Defense Distributed‘s Ghost Gunner desktop CNC machine has been turning 80% AR-15 lowers into functional receivers for years. Now, it’s ready to sink its teeth into 80% pistol frames — 1911s, GLOCKs, specifically, with more to come. TTAG stopped by DD’s Austin HQ to get the lowdown from Cody Wilson, who pioneered open source software and hardware for making your own firearms at home.

https://youtu.be/KmpP-nXChZo

In the video above, Robert and Cody chat about pistol lowers, Defense Distributed’s mission, their struggles with The Man, and more. Then we hit the range with the first two Ghost Gunner pistols ever made for a quick function check. Spoiler alert: they ran flawlessly.

A quick Cliff’s Notes on 80% receivers: a receiver is the part of a firearm considered by the government to be the actual, regulated “firearm” part; usually the frame or the component in which the trigger parts go. But an 80% receiver is no more than 80% complete. Because of its unfinished state, it is not considered a firearm and is no more regulated than a figureless lump of metal.

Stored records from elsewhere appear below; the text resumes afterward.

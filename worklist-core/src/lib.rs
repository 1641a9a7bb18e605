pub mod date_filter;
pub mod error;
pub mod fhir_path;
pub mod model;
pub mod resource;
pub mod table;
pub mod temporal;

pub use date_filter::{parse_week_start, DatePreset, DateRange};
pub use error::{Result, WorklistError};
pub use fhir_path::{EvalContext, FhirPath};
pub use model::{Acl, DataSource, Panel, Permission, ResourceType, View};
pub use resource::{bundle_resources, is_valid_id, next_link, Meta, Resource};
pub use table::{
    display_text, Column, ColumnType, Filter, FilterOperator, Row, Sort, SortDirection,
    TableEngine, TableQuery, TableResult,
};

https://youtu.be/Q5cwP1HmEGo

This unregulated lump of metal can ship straight to you, of course. As personal firearms manufacturing has never been illegal in the U.S. and has few if any restrictions in nearly all states — no serialization or registration is needed except in, naturally, California — you can turn that 80% lump into a functional receiver. Then assemble it into a functional gun. An off-the-books, untraceable “Ghost Gun,” that is.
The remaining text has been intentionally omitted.